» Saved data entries
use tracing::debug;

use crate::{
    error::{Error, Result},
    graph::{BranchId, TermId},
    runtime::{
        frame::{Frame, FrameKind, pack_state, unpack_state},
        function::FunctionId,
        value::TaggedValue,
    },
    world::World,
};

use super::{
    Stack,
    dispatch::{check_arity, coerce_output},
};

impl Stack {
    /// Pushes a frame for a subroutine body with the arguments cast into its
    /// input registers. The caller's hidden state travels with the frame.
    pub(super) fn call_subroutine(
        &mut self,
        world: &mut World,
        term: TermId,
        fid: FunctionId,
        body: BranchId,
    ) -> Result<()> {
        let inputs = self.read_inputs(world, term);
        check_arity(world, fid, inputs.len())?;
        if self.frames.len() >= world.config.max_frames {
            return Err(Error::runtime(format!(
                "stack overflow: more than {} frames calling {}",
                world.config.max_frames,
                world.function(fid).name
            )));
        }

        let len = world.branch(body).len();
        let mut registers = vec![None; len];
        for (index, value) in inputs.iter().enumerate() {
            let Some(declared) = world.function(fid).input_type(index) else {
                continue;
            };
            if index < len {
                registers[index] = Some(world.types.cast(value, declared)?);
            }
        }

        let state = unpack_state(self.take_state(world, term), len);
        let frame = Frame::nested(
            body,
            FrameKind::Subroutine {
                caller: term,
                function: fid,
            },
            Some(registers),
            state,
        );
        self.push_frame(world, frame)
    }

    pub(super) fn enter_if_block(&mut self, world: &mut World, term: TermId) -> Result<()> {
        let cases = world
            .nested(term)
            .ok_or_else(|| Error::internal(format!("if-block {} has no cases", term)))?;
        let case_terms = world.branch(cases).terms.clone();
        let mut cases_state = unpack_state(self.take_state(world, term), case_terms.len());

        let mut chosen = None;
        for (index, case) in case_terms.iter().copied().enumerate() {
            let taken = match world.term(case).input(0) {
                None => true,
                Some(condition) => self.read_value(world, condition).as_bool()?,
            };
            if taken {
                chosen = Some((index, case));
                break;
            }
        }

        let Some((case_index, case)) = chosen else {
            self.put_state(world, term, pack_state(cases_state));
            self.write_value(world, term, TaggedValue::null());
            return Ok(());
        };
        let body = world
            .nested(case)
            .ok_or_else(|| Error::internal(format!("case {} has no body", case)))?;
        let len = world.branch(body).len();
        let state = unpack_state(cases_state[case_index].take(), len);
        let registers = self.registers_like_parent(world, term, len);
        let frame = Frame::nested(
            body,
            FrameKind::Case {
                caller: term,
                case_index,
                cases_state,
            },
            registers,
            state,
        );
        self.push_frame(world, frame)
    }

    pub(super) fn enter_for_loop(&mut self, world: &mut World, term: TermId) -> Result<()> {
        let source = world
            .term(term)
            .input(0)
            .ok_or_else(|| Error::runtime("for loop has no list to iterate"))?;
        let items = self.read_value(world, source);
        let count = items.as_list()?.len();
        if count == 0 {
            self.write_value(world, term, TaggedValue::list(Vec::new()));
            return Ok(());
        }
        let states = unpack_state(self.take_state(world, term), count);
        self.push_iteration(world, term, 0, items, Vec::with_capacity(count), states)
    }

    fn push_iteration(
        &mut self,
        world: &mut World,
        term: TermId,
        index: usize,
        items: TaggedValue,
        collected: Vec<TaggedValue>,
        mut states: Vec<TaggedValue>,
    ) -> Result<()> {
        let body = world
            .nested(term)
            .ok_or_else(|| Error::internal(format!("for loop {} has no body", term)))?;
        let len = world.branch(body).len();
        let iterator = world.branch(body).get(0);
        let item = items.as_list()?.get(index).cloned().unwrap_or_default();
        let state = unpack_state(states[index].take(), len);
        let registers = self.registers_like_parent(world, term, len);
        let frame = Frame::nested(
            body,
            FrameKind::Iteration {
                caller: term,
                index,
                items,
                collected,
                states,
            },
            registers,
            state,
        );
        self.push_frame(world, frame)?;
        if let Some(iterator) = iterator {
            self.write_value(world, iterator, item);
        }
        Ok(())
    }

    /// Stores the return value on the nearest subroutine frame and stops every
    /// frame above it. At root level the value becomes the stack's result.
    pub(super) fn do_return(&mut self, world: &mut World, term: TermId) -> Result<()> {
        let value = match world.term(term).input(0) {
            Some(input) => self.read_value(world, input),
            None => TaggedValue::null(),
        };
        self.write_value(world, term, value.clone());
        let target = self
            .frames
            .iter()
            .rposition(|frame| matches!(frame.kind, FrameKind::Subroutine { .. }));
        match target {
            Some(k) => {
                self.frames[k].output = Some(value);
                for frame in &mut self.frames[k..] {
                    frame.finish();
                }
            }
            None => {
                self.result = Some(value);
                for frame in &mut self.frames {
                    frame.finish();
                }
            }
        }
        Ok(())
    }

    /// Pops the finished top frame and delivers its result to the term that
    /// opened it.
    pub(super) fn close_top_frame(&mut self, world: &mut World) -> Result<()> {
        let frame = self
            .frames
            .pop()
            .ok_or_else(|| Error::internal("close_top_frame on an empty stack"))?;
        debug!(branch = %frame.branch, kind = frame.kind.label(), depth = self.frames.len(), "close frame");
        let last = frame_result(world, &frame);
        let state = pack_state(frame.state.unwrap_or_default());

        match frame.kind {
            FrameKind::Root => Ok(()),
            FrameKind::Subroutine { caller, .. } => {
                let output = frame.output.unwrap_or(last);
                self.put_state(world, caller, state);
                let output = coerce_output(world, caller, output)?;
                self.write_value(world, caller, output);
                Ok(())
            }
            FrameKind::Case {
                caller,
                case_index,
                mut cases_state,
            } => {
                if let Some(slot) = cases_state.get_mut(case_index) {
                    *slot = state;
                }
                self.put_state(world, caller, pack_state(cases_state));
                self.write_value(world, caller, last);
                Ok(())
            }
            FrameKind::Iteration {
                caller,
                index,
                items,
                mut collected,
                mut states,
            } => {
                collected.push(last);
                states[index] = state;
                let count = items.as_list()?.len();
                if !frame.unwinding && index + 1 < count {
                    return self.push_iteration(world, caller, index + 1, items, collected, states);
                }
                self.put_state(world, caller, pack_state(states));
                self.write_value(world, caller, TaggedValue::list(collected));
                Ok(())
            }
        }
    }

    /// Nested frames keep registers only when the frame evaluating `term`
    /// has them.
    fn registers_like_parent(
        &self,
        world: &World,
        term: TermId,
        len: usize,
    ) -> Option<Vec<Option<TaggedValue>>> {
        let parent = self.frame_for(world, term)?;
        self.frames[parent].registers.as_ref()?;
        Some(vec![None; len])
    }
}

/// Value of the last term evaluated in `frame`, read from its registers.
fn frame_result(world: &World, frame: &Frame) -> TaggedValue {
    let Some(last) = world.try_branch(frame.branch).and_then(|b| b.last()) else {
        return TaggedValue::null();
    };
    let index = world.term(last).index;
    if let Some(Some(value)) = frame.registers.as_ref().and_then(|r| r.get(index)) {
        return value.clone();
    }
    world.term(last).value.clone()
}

» YOUR ASSIGNMENT
Quote only the stretch of lines that starts the data above and ends with the line containing "check_arity(world, fid, inputs.len())?;", both included.

» WRITTEN RESPONSE
use tracing::debug;

use crate::{
    error::{Error, Result},
    graph::{BranchId, TermId},
    runtime::{
        frame::{Frame, FrameKind, pack_state, unpack_state},
        function::FunctionId,
        value::TaggedValue,
    },
    world::World,
};

use super::{
    Stack,
    dispatch::{check_arity, coerce_output},
};

impl Stack {
    /// Pushes a frame for a subroutine body with the arguments cast into its
    /// input registers. The caller's hidden state travels with the frame.
    pub(super) fn call_subroutine(
        &mut self,
        world: &mut World,
        term: TermId,
        fid: FunctionId,
        body: BranchId,
    ) -> Result<()> {
        let inputs = self.read_inputs(world, term);
        check_arity(world, fid, inputs.len())?;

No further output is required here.